In terms of ligand specificity, mammalian integrins can be broadly categorized into those that bind laminin (e.g., α1β1, α2β1, α3β1, α6β1, α7β1, and α6β4), those that bind collagen (e.g., α1β1, α2β1, α3β1, α10β1, and α11β1), leukocyte integrins (e.g., αLβ2, αMβ2, αXβ2, and αDβ2), and those that recognize the RGD motif (e.g., α5β1, αVβ1, αVβ3, αVβ5, αVβ6, αVβ8, and αIIbβ3). Each integrin has unique ligand specificity. For instance, the tri-peptide LDV on VCAM-1 is recognized by α4β1, and this ligand recognition pattern is conserved across most mammals.

Role of Integrins in Cellular Signaling

By binding extracellular ligands, integrins generate internal signals that influence various cellular behaviors, including migration, proliferation, and survival. Integrins can also receive signals from within the cell, which can regulate the ligand-binding affinity of integrins.

The cytoplasmic tails of integrins are shorter than 75 amino acids (except for the β4 subunit, which has a tail approximately 1000 amino acids long and includes four fibronectin III repeats). The β subunit tails have significant homology, while the α subunit tails are highly divergent, but include a conserved GFFKR motif adjacent to the transmembrane region, crucial for interaction with the β tail. Many cytoskeletal and signaling proteins bind to the cytoplasmic tails of β subunits, with some also interacting with specific α tails. Most integrin β tails contain one or two NPxY/F motifs, which are classic recognition sequences for phosphotyrosine-binding (PTB) domains. The phosphorylation of tyrosine (Y) in the NPxY/F motif may represent a mechanism for regulating the interaction of integrins with other proteins on the cytoplasmic side of the cell membrane. The cytoplasmic tails of integrins also recruit various proteins, such as talin, which bind to actin filaments, forming essential connections with the cytoskeleton for many integrin-mediated functions.

Role of Integrins in Disease

Integrins play significant roles in various diseases. For instance, in cancer, integrins influence tumor growth and metastasis by regulating cell attachment, migration, and invasiveness. In inflammatory diseases, integrins are crucial for the adhesion and migration of leukocytes, affecting the progression of inflammation. Abnormal expression or function of integrins in autoimmune and hematological diseases can also lead to disease development or exacerbation.

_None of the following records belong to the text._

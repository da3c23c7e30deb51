use thiserror::Error;

/// Errors that abort a step sequence.
///
/// These are builder defects or host problems, never verdicts about the
/// submission. The tester turns them into an `INTERNAL_ERROR` result.
#[derive(Debug, Error)]
pub enum PipelineError {
    #[error("step '{step}' requires artifact {artifact}, which was never produced")]
    MissingArtifact {
        step: &'static str,
        artifact: &'static str,
    },

    #[error("step '{step}' failed: {message}")]
    Step { step: &'static str, message: String },

    #[error("I/O error in step '{step}': {source}")]
    Io {
        step: &'static str,
        #[source]
        source: std::io::Error,
    },

    #[error("failed to render scaffolding: {0}")]
    Template(#[from] handlebars::RenderError),
}

impl PipelineError {
    pub fn step(step: &'static str, message: impl Into<String>) -> Self {
        PipelineError::Step {
            step,
            message: message.into(),
        }
    }

    pub fn io(step: &'static str, source: std::io::Error) -> Self {
        PipelineError::Io { step, source }
    }
}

Integrins are potential targets for drug development. For example, integrin inhibitors have been developed for treating cancer and inflammatory diseases. These drugs work by blocking the interaction between integrins and their ligands, thereby inhibiting disease progression.

The integrin family, as a superfamily of cell adhesion receptors, exhibits complex structures and functions. Through interactions with extracellular matrix and cell surface ligands, integrins regulate various biological processes such as attachment, migration, proliferation, and survival. The structural characteristics and functions of integrins are conserved across different organisms but also show rich diversity. In-depth research on integrins not only helps to uncover fundamental mechanisms of cell biology but also aids in the development of new therapeutic strategies to address various disease challenges.